As President Obama and his pet Congress continue their crusade to expand the reach of government into our lives, “conventional wisdom” continues to tell us that socialized medicine, rampant wealth redistribution, and government control over one industry after another is “necessary” because of the supposed failure of the free market to adequately address the needs of society. The way the “free market” is characterized by politicians and media pundits, it is not surprising that most Americans seem to regard it as some sort of special interest group (Mr. Undersecretary, the gentlemen from the free market are here to see you). Doubtless, when most Americans hear the words “free market,” they picture the CEO’s of Detroit automakers flying in on corporate jets or Wall Street financiers busy mastering the universe. This mischaracterization of the free market is ironic, seeing as both of these groups have recently sought and obtained capital from people who were not free to refuse (taxpayers).

So, before trying to ascertain whether or not the free market has failed society, it is necessary to define exactly what it is. This is not so much difficult as it is inconvenient for those who either wish to exert control over our lives or who wish to be controlled by those that they believe can offer them security in exchange for their liberty - even if it means destroying liberty for everyone. For both of these groups, the “free market” is something that must be characterized as something that it is not. To recognize it for what it is would both threaten their own ability to justify their positions and concede to their victims that what they advocate is in fact abject slavery. Neither result is palatable to opponents of the free market, so gibberish is necessary for them from both a moral and practical perspective.

So, let us say here what it seems that no one anywhere wants to come out and say: the free market is nothing more than all members of society exercising their inalienable rights. It is nothing more and nothing less. Any other system, by definition, violates some or all of these rights.

Every individual has a natural right to labor and to keep the fruits of his labor (his property). This is his only means of pursuing his happiness. There is only one role for government in this area: to defend the property of each individual against theft by another person or group. A truly free market limits government’s role in regards to property to this natural boundary – for any further role constitutes government committing the very crime it exists to prohibit.

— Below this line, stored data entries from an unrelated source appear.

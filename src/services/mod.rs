// SPDX-License-Identifier: MIT

//! Services module - business logic layer.

pub mod auth;
pub mod browser;
pub mod logout;
pub mod openid;
pub mod steam;

pub use auth::AuthPipeline;
pub use browser::{BrowserAuthBroker, BrowserLauncher, DEFAULT_AUTH_TIMEOUT};
pub use logout::LogoutFlow;
pub use openid::CallbackParams;
pub use steam::{ImportSummary, SteamApiClient, SteamAuthService, SteamGame};
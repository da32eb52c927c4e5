// SPDX-License-Identifier: MIT

//! Game library record.

use chrono::{DateTime, Utc};
use serde::{Deserialize, Serialize};

/// Where a library entry came from.
#[derive(Debug, Clone, Copy, PartialEq, Eq, Serialize, Deserialize)]
#[serde(rename_all = "lowercase")]
pub enum GameSource {
    Steam,
    Custom,
}

/// One entry in the local game library.
#[derive(Debug, Clone, Serialize, Deserialize)]
pub struct Game {
    /// Steam app ID for imported games; None for custom entries
    pub appid: Option<u32>,
    pub title: String,
    pub source: GameSource,
    pub completed: bool,
    pub date_added: DateTime<Utc>,
}

impl Game {
    /// Build an incomplete library entry imported from Steam.
    pub fn from_steam(appid: u32, title: impl Into<String>) -> Self {
        Self {
            appid: Some(appid),
            title: title.into(),
            source: GameSource::Steam,
            completed: false,
            date_added: Utc::now(),
        }
    }
}
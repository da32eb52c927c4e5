// SPDX-License-Identifier: MIT

//! Application error types shared across the authentication and storage layers.

/// Application error type covering every failure mode of the login and
/// logout workflows.
#[derive(Debug, thiserror::Error)]
pub enum AppError {
    #[error("Malformed callback URI: {0}")]
    MalformedUri(String),

    #[error("Could not extract Steam ID: {0}")]
    Format(String),

    #[error("Invalid authentication response: {0}")]
    Validation(String),

    #[error("Steam verification failed: {0}")]
    Verification(String),

    #[error("Could not fetch user profile: {0}")]
    ProfileFetch(String),

    #[error("Steam API error: {0}")]
    SteamApi(String),

    #[error("Record already exists: {0}")]
    Duplicate(String),

    #[error("Credential storage error: {0}")]
    Storage(String),

    #[error("Game store error: {0}")]
    Database(String),

    #[error("Internal error: {0}")]
    Internal(#[from] anyhow::Error),
}

impl AppError {
    /// True when the error came from transport or the Steam servers rather
    /// than from the callback data itself. The orchestrator maps these to
    /// `NetworkError` instead of `InvalidCredentials`.
    pub fn is_network(&self) -> bool {
        matches!(
            self,
            AppError::Verification(_) | AppError::ProfileFetch(_) | AppError::SteamApi(_)
        )
    }
}

/// Result type alias used throughout the crate.
pub type Result<T> = std::result::Result<T, AppError>;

Every individual has a natural right to liberty – to do as he pleases as long as he does not commit aggression against the equal rights of another. In a free market, there can be no “regulation” (as we incorrectly understand the term today). The laws that restrict human action must be limited to those few necessary to ensure that no individual is forced or defrauded while paticipating in an exchange of property nor forced to accept any terms that he does not freely consent to. As the quote from Adam Smith illustrates, one cannot talk about “free markets” without at the same time incorporating the Non-Aggression Principle of Liberty. While Smith is generally regarded as the “father of capitalism,” he never actually called his economic system by that name. Instead, he referred to it as “a system of natural liberty.” Given the confusion that now accompanies the word “capitalism,” it might be better to revert to Smith’s terminology.

Since a free market is by definition the only system that allows individuals to exercise their rights, to say that an unfettered free market does not work is to say that society will not work unless those rights are systematically violated and that those violations must be protected by the law. A greater perversion of justice is unimaginable. Yet, the majority of our elected officials champion exactly this. Sadly, the majority of their constituents blindly parrot their horrific slogans.

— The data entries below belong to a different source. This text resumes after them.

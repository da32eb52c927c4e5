// SPDX-License-Identifier: MIT

//! Bridges the external browser round-trip into an awaited call.
//!
//! `authenticate` opens the auth URL and suspends until the platform's
//! deep-link dispatcher delivers the redirect to `handle_callback`, the
//! attempt is cancelled, or the timeout elapses. A single pending slot holds
//! the in-flight attempt; concurrent attempts are unsupported and resolve
//! last-writer-wins.

use crate::error::{AppError, Result};
use crate::services::openid::{self, CallbackParams};
use std::sync::{Arc, Mutex};
use std::time::Duration;
use tokio::sync::oneshot;

/// How long to wait for the browser callback by default.
pub const DEFAULT_AUTH_TIMEOUT: Duration = Duration::from_secs(5 * 60);

/// Opens a URL in the system browser. The platform shell provides the real
/// implementation; tests substitute recording fakes.
pub trait BrowserLauncher: Send + Sync {
    fn open(&self, url: &str) -> Result<()>;
}

/// Single-slot broker between `authenticate` and the deep-link callback.
pub struct BrowserAuthBroker {
    launcher: Arc<dyn BrowserLauncher>,
    pending: Mutex<Option<oneshot::Sender<CallbackParams>>>,
}

impl BrowserAuthBroker {
    pub fn new(launcher: Arc<dyn BrowserLauncher>) -> Self {
        Self {
            launcher,
            pending: Mutex::new(None),
        }
    }

    /// Open `auth_url` and await the callback parameters.
    ///
    /// Exactly one resolution occurs per call: the delivered callback, a
    /// cancellation, or the timeout, which synthesizes
    /// `{openid.mode: "error", openid.error: "timeout"}`. A browser-launch
    /// failure rejects the attempt immediately.
    pub async fn authenticate(
        &self,
        auth_url: &str,
        timeout: Duration,
    ) -> Result<CallbackParams> {
        let (tx, rx) = oneshot::channel();

        // Binding the new sender drops any previous one; a superseded
        // awaiter observes a closed channel below.
        *self.lock_pending()? = Some(tx);

        if let Err(e) = self.launcher.open(auth_url) {
            tracing::warn!(error = %e, "Browser launch failed");
            self.lock_pending()?.take();
            return Err(e);
        }

        tracing::info!(timeout_secs = timeout.as_secs(), "Awaiting browser callback");

        match tokio::time::timeout(timeout, rx).await {
            Ok(Ok(params)) => Ok(params),
            Ok(Err(_)) => Err(AppError::SteamApi(
                "authentication attempt superseded".to_string(),
            )),
            Err(_) => {
                tracing::warn!("Authentication timed out waiting for callback");
                self.lock_pending()?.take();
                Ok(CallbackParams::from_pairs([
                    ("openid.mode", "error"),
                    ("openid.error", "timeout"),
                ]))
            }
        }
    }

    /// Deliver the redirect URI from the platform's deep-link dispatcher.
    ///
    /// A missing URI resolves with `{openid.mode: "error"}`, as does an
    /// unparseable one. No-op when no attempt is pending.
    pub fn handle_callback(&self, callback_uri: Option<&str>) {
        let sender = match self.lock_pending().ok().and_then(|mut slot| slot.take()) {
            Some(sender) => sender,
            None => {
                tracing::debug!("Callback delivered with no pending authentication");
                return;
            }
        };

        let params = match callback_uri {
            None => {
                tracing::warn!("Callback URI is absent");
                CallbackParams::from_pairs([("openid.mode", "error")])
            }
            Some(uri) => match openid::parse_callback(uri) {
                Ok(params) => params,
                Err(e) => {
                    tracing::warn!(error = %e, "Failed to parse callback URI");
                    CallbackParams::from_pairs([("openid.mode", "error")])
                }
            },
        };

        // The awaiter may have timed out already; a failed send is fine.
        let _ = sender.send(params);
    }

    /// Cancel the pending attempt, resolving it with `{openid.mode: "cancel"}`.
    /// No-op when idle; an already-open browser tab cannot be closed.
    pub fn cancel(&self) {
        if let Some(sender) = self.lock_pending().ok().and_then(|mut slot| slot.take()) {
            tracing::info!("Authentication cancelled");
            let _ = sender.send(CallbackParams::from_pairs([("openid.mode", "cancel")]));
        }
    }

    fn lock_pending(
        &self,
    ) -> Result<std::sync::MutexGuard<'_, Option<oneshot::Sender<CallbackParams>>>> {
        self.pending
            .lock()
            .map_err(|_| AppError::Internal(anyhow::anyhow!("pending-callback lock poisoned")))
    }
}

In response to this argument, the more cunning opponents of liberty will say that we have given the free market a chance to work and it has failed. False prophet of freedom Alan Greenspan is notable among this gang of vipers. However, any lucid analysis of the difficulties that we find ourselves in now can indisputably be traced to the aspects of our society that prevent free markets. Bad mortgage loans were made because government committed the fraud of monetary inflation combined with the theft of guaranteeing loans with taxpayer money. The skyrocketing cost of health care is a result of government committing the theft of taking money from one individual and using it to buy health care for another, suspending the natural law of supply and demand with artificial demand. Contrary to the idea that individual rights must be balanced with societal needs, it is the violation of individual rights that causes all of our societal problems, most pervasively our economic problems.

As it is merely the economic application of the Non-Aggression Principle of Liberty, the free market is the only system that allows individuals the ability to exercise their right to pursue their happiness. By doing so, they naturally seek to profit from their labor and compete with each other without committing aggression against each other’s rights. History shows that individuals acting in this manner produce enormous benefits for their fellow human beings. The steam engine, the automobile, the airplane, the telephone, and virtually every other technological advance that provides a tangible improvement in the quality of human life have been the result of human beings peacefully competing with each other for profit.

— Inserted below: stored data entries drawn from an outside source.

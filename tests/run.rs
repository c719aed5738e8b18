extern crate macroforth;

use macroforth::*;
use pretty_assertions::assert_eq;

macro_rules! valid {
    ( $name:ident $(, $value:expr )* ) => {
        #[test]
        fn $name() {
            let source = {
                include_str!(concat!("valid/", stringify!($name), ".fth"))
            };

            let mut env = Env::new();
            env.run(source.lines()).unwrap();

            let expected: Vec<i64> = vec![ $( $value ),* ];
            assert_eq!(env.view(), &expected[..]);
        }
    };
}

macro_rules! invalid {
    ( $name:ident, $err:expr ) => {
        #[test]
        fn $name() {
            let source = {
                include_str!(concat!("invalid/", stringify!($name), ".fth"))
            };

            assert_eq!(evaluate(source.lines()), Err($err));
        }
    };
}

valid!(quadruple, 12);
valid!(redefine, 1, 2);
valid!(manipulation, 1, 2, 2, 2);
valid!(negatives, -2, -4);
valid!(case_insensitive, 16, 4);
valid!(empty);

invalid!(divide_by_zero, EvalErr::DivideByZero);
invalid!(underflow, EvalErr::StackUnderflow);
invalid!(numeric_name, EvalErr::IllegalMacroName("1".into()));
invalid!(unterminated, EvalErr::UnterminatedMacro("FOO".into()));
invalid!(undefined, EvalErr::UndefinedOperation("FOO".into()));
invalid!(cycle, EvalErr::MacroCycle("B".into()));
use std::collections::VecDeque;

use thiserror::Error;
use tracing::{debug, trace};

mod display;
mod macros;
mod parser;
mod stack;

pub use display::Flattenable;
pub use macros::Macros;
pub use parser::{classify, is_literal, tokenize, Manip, Op, Token};
pub use stack::Stack;

#[derive(Clone, Debug, PartialEq, Eq, Error)]
pub enum EvalErr {
    #[error("stack underflow")]
    StackUnderflow,

    #[error("divided by zero")]
    DivideByZero,

    #[error("illegal macro name {0}")]
    IllegalMacroName(String),

    #[error("missing macro name after :")]
    MissingMacroName,

    #[error("macro {0} not terminated with ;")]
    UnterminatedMacro(String),

    #[error("can't understand {0}")]
    UndefinedOperation(String),

    #[error("macro {0} expands into itself")]
    MacroCycle(String),

    #[error("integer overflow")]
    IntegerOverflow,

    #[error("gave up after {0} steps")]
    StepLimit(usize),
}

/// Which binary operators refuse a zero on top of the stack.
#[derive(Copy, Clone, Debug, Default, PartialEq, Eq)]
pub enum ZeroCheck {
    /// Only `/` checks its divisor.
    #[default]
    DivisionOnly,
    /// Every operator checks, even `+ - *`.
    AnyOperator,
}

#[derive(Clone, Debug, Default)]
pub struct EvalConfig {
    pub zero_check: ZeroCheck,
    /// Upper bound on dispatched words. `None` means unbounded.
    pub max_steps: Option<usize>,
}

pub struct Env {
    stack: Stack,
    macros: Macros,
    code: VecDeque<String>,
    config: EvalConfig,
    steps: usize,
}

/// Runs `lines` against a fresh environment and returns the final stack,
/// bottom first.
pub fn evaluate<I, S>(lines: I) -> Result<Vec<i64>, EvalErr>
    where I: IntoIterator<Item = S>, S: AsRef<str>
{
    evaluate_with(lines, EvalConfig::default())
}

pub fn evaluate_with<I, S>(lines: I, config: EvalConfig) -> Result<Vec<i64>, EvalErr>
    where I: IntoIterator<Item = S>, S: AsRef<str>
{
    let mut env = Env::with_config(config);
    env.run(lines)?;
    Ok(env.into_stack())
}

impl Env {
    pub fn new() -> Self {
        Self::with_config(EvalConfig::default())
    }

    pub fn with_config(config: EvalConfig) -> Self {
        Env {
            stack: Stack::new(),
            macros: Macros::new(),
            code: VecDeque::with_capacity(16),
            config,
            steps: 0,
        }
    }

    pub fn run<I, S>(&mut self, lines: I) -> Result<(), EvalErr>
        where I: IntoIterator<Item = S>, S: AsRef<str>
    {
        for line in lines {
            self.eval_line(line.as_ref())?;
        }

        debug!(
            depth = self.stack.len(),
            macros = self.macros.len(),
            steps = self.steps,
            "evaluation finished"
        );
        Ok(())
    }

    /// Evaluates one command line. Any fault empties the stack and the
    /// pending words before it is returned.
    pub fn eval_line(&mut self, line: &str) -> Result<(), EvalErr> {
        self.code.extend(tokenize(line));

        while let Some(word) = self.code.pop_front() {
            match self.step(word) {
                Ok(()) => continue,

                Err(err) => {
                    debug!(error = %err, "evaluation aborted");
                    self.code.clear();
                    self.stack.clear();
                    return Err(err);
                },
            }
        }

        Ok(())
    }

    pub fn view(&self) -> &[i64] {
        self.stack.as_slice()
    }

    pub fn stack(&self) -> &Stack {
        &self.stack
    }

    pub fn macros(&self) -> &Macros {
        &self.macros
    }

    pub fn config(&self) -> &EvalConfig {
        &self.config
    }

    pub fn into_stack(self) -> Vec<i64> {
        self.stack.into_vec()
    }

    fn step(&mut self, word: String) -> Result<(), EvalErr> {
        self.steps += 1;
        if let Some(max) = self.config.max_steps {
            if self.steps > max {
                return Err(EvalErr::StepLimit(max));
            }
        }

        trace!(word = %word, depth = self.stack.len(), "dispatch");

        match classify(&word, &self.macros)? {
            Token::Literal(int) => self.stack.push([int]),

            Token::MacroRef(name) => {
                let body = self.macros.get(&name)
                    .ok_or(EvalErr::UndefinedOperation(name.clone()))?;

                for word in body.iter().rev() {
                    self.code.push_front(word.clone());
                }
            },

            // Everything left on the line belongs to the definition.
            Token::DefBegin => {
                let words = self.code.drain(..).collect();
                self.macros.record(words)?;
            },

            Token::Operator(op) => self.binop(op)?,

            Token::StackOp(manip) => self.manip(manip)?,

            Token::DefEnd | Token::Unknown(_) => {
                return Err(EvalErr::UndefinedOperation(word));
            },
        }

        Ok(())
    }

    fn binop(&mut self, op: Op) -> Result<(), EvalErr> {
        let guarded = match self.config.zero_check {
            ZeroCheck::DivisionOnly => op == Op::Div,
            ZeroCheck::AnyOperator => true,
        };

        if guarded && !self.stack.is_empty() && self.stack.peek()? == 0 {
            return Err(EvalErr::DivideByZero);
        }

        let [lhs, rhs] = self.stack.pop_n()?;
        let result = match op {
            Op::Add => lhs.checked_add(rhs),
            Op::Sub => lhs.checked_sub(rhs),
            Op::Mul => lhs.checked_mul(rhs),
            Op::Div => floor_div(lhs, rhs),
        };

        self.stack.push([result.ok_or(EvalErr::IntegerOverflow)?]);
        Ok(())
    }

    fn manip(&mut self, manip: Manip) -> Result<(), EvalErr> {
        match manip {
            Manip::Dup => {
                let top = self.stack.pop()?;
                self.stack.push([top, top]);
            },

            Manip::Drop => { let _ = self.stack.pop()?; },

            Manip::Swap => {
                let [a, b] = self.stack.pop_n()?;
                self.stack.push([b, a]);
            },

            Manip::Over => {
                let [a, b] = self.stack.pop_n()?;
                self.stack.push([a, b, a]);
            },
        }

        Ok(())
    }
}

impl Default for Env {
    fn default() -> Self {
        Self::new()
    }
}

/// Division rounding toward negative infinity.
fn floor_div(lhs: i64, rhs: i64) -> Option<i64> {
    let quot = lhs.checked_div(rhs)?;
    if lhs % rhs != 0 && (lhs < 0) != (rhs < 0) {
        Some(quot - 1)
    } else {
        Some(quot)
    }
}

#[test]
fn floor_division() {
    let cases = vec![
        ((7, 2), Some(3)),
        ((-7, 2), Some(-4)),
        ((7, -2), Some(-4)),
        ((-7, -2), Some(3)),
        ((-8, 2), Some(-4)),
        ((i64::MIN, -1), None),
    ];

    for ((lhs, rhs), expected) in cases {
        assert_eq!(floor_div(lhs, rhs), expected, "{} / {}", lhs, rhs);
    }
}

#[test]
fn zero_check_modes() {
    assert_eq!(evaluate(&["4 0 +"]), Ok(vec![4]));
    assert_eq!(evaluate(&["4 0 /"]), Err(EvalErr::DivideByZero));

    let strict = EvalConfig {
        zero_check: ZeroCheck::AnyOperator,
        ..EvalConfig::default()
    };
    assert_eq!(evaluate_with(&["4 0 +"], strict.clone()), Err(EvalErr::DivideByZero));
    assert_eq!(evaluate_with(&["4 0 *"], strict.clone()), Err(EvalErr::DivideByZero));
    assert_eq!(evaluate_with(&["0 4 -"], strict), Ok(vec![-4]));
}

#[test]
fn zero_check_precedes_underflow() {
    assert_eq!(evaluate(&["0 /"]), Err(EvalErr::DivideByZero));
    assert_eq!(evaluate(&["/"]), Err(EvalErr::StackUnderflow));
}

#[test]
fn definition_swallows_rest_of_line() {
    assert_eq!(
        evaluate(&[": foo 1 ; 2"]),
        Err(EvalErr::UnterminatedMacro("FOO".into()))
    );

    assert_eq!(
        evaluate(&[": foo 1 ; ;", "foo"]),
        Err(EvalErr::UndefinedOperation(";".into()))
    );
}

#[test]
fn words_before_definition_still_run() {
    let mut env = Env::new();
    env.run(&["1 2 : three 3 ;", "three +"]).unwrap();
    assert_eq!(env.view(), &[1, 5]);
}

#[test]
fn macros_shadow_builtins() {
    assert_eq!(evaluate(&[": swap dup ;", "1 swap"]), Ok(vec![1, 1]));
    assert_eq!(evaluate(&[": + * ;", "3 4 +"]), Ok(vec![12]));
}

#[test]
fn macro_body_splices_before_rest() {
    assert_eq!(
        evaluate(&[": pair 1 2 ;", "pair 3 pair"]),
        Ok(vec![1, 2, 3, 1, 2])
    );
}

#[test]
fn forward_reference_resolves_at_call() {
    assert_eq!(evaluate(&[": a b ;", ": b 7 ;", "a"]), Ok(vec![7]));
    assert_eq!(
        evaluate(&[": a b ;", "a"]),
        Err(EvalErr::UndefinedOperation("B".into()))
    );
}

#[test]
fn step_limit() {
    let config = EvalConfig {
        max_steps: Some(3),
        ..EvalConfig::default()
    };

    assert_eq!(evaluate_with(&["1 2 +"], config.clone()), Ok(vec![3]));
    assert_eq!(evaluate_with(&["1 2 + 4"], config), Err(EvalErr::StepLimit(3)));
}

#[test]
fn overflow() {
    assert_eq!(
        evaluate(&["9223372036854775807 1 +"]),
        Err(EvalErr::IntegerOverflow)
    );
    assert_eq!(
        evaluate(&["9223372036854775808"]),
        Err(EvalErr::IntegerOverflow)
    );
}

#[test]
fn failure_clears_state() {
    let mut env = Env::new();
    assert!(env.eval_line("1 2 3 bogus 4").is_err());
    assert!(env.view().is_empty());

    env.eval_line("5").unwrap();
    assert_eq!(env.view(), &[5]);
}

Conversely, the atomic bomb, the concentration camp, and every other technology which serves the purpose of death, destruction, and enslavement have been the result of governments forcefully confiscating property from their citizens which would otherwise have been put to productive use.[2] It has only been by violating the individual, inalienable rights to life, liberty, and property that any of these horrors were able to come to fruition.

The free market has not failed. The free market is Freedom itself, and while it has only occurred for brief moments throughout history, it has never, will never, and can never fail. When we are confronted with gibberish about the failure of free markets and the need for government to “play a role in the economy,” or for a “public-private partnership,” let us not let ourselves be led into a carefully framed argument about what might provide more health care, produce more automobiles, or save more jobs. Let us recognize these arguments for what they are: a declaration of war upon our inalienable rights.

As our Declaration of Independence states, government’s purpose is to secure our rights, including our inalienable right to a free market within which to exchange our property. Whenever any Form of Government becomes destructive of this end, it is our right and our duty to alter or abolish it. Not only must we resist further government expansion into our economy, we must begin dismantling the institutions of tyranny that government has already established over the past century. Our representatives must hear this from us every day until they call off their attack upon our rights or until they can be removed from office. There is nothing in any of our lives that is more important than this right now.

Check out Tom Mullen’s new book, A Return to Common Sense: Reawakening Liberty in the Inhabitants of America. Right Here!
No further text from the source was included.